I have one common data set for my prediction that includes data across the globe.
ds y country_id
01/01/2021 09:00:00 5.0 1
01/01/2021 09:10:00 5.2 1
01/01/2021 09:20:00 5.4 1
01/01/2021 09:30:00 6.1 1
01/01/2021 09:00:00 2.0 2
01/01/2021 09:10:00 2.2 2
01/01/2021 09:20:00 2.4 2
01/01/2021 09:30:00 3.1 2
playoffs = pd.DataFrame({
'holiday': 'playoff',
'ds': pd.to_datetime(['2008-01-13', '2009-01-03', '2010-01-16',
'2010-01-24', '2010-02-07', '2011-01-08',
'2013-01-12', '2014-01-12', '2014-01-19',
'2014-02-02', '2015-01-11', '2016-01-17',
'2016-01-24', '2016-02-07']),
'lower_window': 0,
'upper_window': 1,
})
superbowls = pd.DataFrame({
'holiday': 'superbowl',
'ds': pd.to_datetime(['2010-02-07', '2014-02-02', '2016-02-07']),
'lower_window': 0,
'upper_window': 1,
})
holidays = pd.concat((playoffs, superbowls))

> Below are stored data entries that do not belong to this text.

//! Custom Axum extractors

use axum::body::Bytes;
use axum::extract::rejection::BytesRejection;
use axum::extract::{FromRequest, Multipart, Request};
use axum::http::header::CONTENT_TYPE;
use axum::Json;
use serde_json::{Map, Value};

use super::error::ApiError;
use crate::models::ValidationError;

/// Multipart part carrying the image
pub const FILE_FIELD: &str = "file";

/// File part of a create request
#[derive(Debug)]
pub struct UploadedFile {
    pub file_name: String,
    pub bytes: Bytes,
}

/// Body of a create request: item fields plus an optional file.
///
/// Accepts `multipart/form-data` (text parts become string fields, the
/// `file` part becomes the upload) or a plain JSON object.
#[derive(Debug)]
pub struct CreateForm {
    pub fields: Map<String, Value>,
    pub file: Option<UploadedFile>,
}

impl<S> FromRequest<S> for CreateForm
where
    S: Send + Sync,
{
    type Rejection = ApiError;

    async fn from_request(req: Request, state: &S) -> Result<Self, Self::Rejection> {
        let is_multipart = req
            .headers()
            .get(CONTENT_TYPE)
            .and_then(|v| v.to_str().ok())
            .is_some_and(|ct| ct.starts_with("multipart/form-data"));

        if is_multipart {
            let multipart = Multipart::from_request(req, state)
                .await
                .map_err(|e| malformed(e.body_text()))?;
            return read_multipart(multipart).await;
        }

        let Json(fields) = Json::<Map<String, Value>>::from_request(req, state)
            .await
            .map_err(|e| malformed(e.body_text()))?;
        Ok(Self { fields, file: None })
    }
}

/// Raw PUT body, decoded by [`PatchBody::into_fields`] once the target item
/// is known to exist.
#[derive(Debug)]
pub struct PatchBody(Bytes);

impl<S> FromRequest<S> for PatchBody
where
    S: Send + Sync,
{
    type Rejection = BytesRejection;

    async fn from_request(req: Request, state: &S) -> Result<Self, Self::Rejection> {
        Bytes::from_request(req, state).await.map(Self)
    }
}

impl PatchBody {
    /// Decode the body as a JSON object. An empty body is an empty patch.
    pub fn into_fields(self) -> Result<Map<String, Value>, ApiError> {
        if self.0.iter().all(u8::is_ascii_whitespace) {
            return Ok(Map::new());
        }
        serde_json::from_slice(&self.0).map_err(|e| malformed(e.to_string()))
    }
}

async fn read_multipart(mut multipart: Multipart) -> Result<CreateForm, ApiError> {
    let mut fields = Map::new();
    let mut file = None;

    while let Some(field) = multipart
        .next_field()
        .await
        .map_err(|e| malformed(e.body_text()))?
    {
        let Some(name) = field.name().map(str::to_owned) else {
            continue;
        };

        if name != FILE_FIELD {
            let text = field.text().await.map_err(|e| malformed(e.body_text()))?;
            fields.insert(name, Value::String(text));
            continue;
        }

        if file.is_some() {
            return Err(ValidationError::Duplicate { field: FILE_FIELD }.into());
        }

        let file_name = field.file_name().unwrap_or_default().to_owned();
        let bytes = field.bytes().await.map_err(|e| malformed(e.body_text()))?;

        // Browsers send an empty, unnamed part when no file was picked
        if file_name.is_empty() && bytes.is_empty() {
            continue;
        }
        file = Some(UploadedFile { file_name, bytes });
    }

    Ok(CreateForm { fields, file })
}

fn malformed(reason: String) -> ApiError {
    ApiError::Validation(ValidationError::Malformed { reason })
}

Now, I would like to add holidays to the model.
m = NeuralProphet(holidays=holidays)
m.add_country_holidays(country_name='US')
m.fit(df)
Here is a possible solution:
The program:
# NOTE 1: tested on google colab
# Un-comment the following (!pip) line if you need to install the libraries
# on google colab notebook:
#!pip install neuralprophet pandas numpy holidays
import pandas as pd
import numpy as np
import holidays
from neuralprophet import NeuralProphet
import datetime
# NOTE 2: Most of the code comes from:
# https://neuralprophet.com/html/events_holidays_peyton_manning.html
# Context:
# We will use the time series of the log daily page views for the Wikipedia
# page for Peyton Manning (American former football quarterback ) as an example.
# During playoffs and super bowls, the Peyton Manning's wiki page is more frequently
# viewed. We would like to see if countries specific holidays also have an
# influence.
# First, we load the data:
data_location = "https://raw.githubusercontent.com/ourownstory/neuralprophet-data/main/datasets/"
df = pd.read_csv(data_location + "wp_log_peyton_manning.csv")
# To simulate your case, we add a country_id column filled with random values {1,2}
# Let's assume US=1 and Canada=2
import numpy as np
np.random.seed(0)
df['country_id']=np.random.randint(1,2+1,df['ds'].count())
print("The dataframe we are working on:")
print(df.head())
# We would like to add holidays for US and Canada to see if holidays have an
# influence on the # of daily's views on Manning's wiki page.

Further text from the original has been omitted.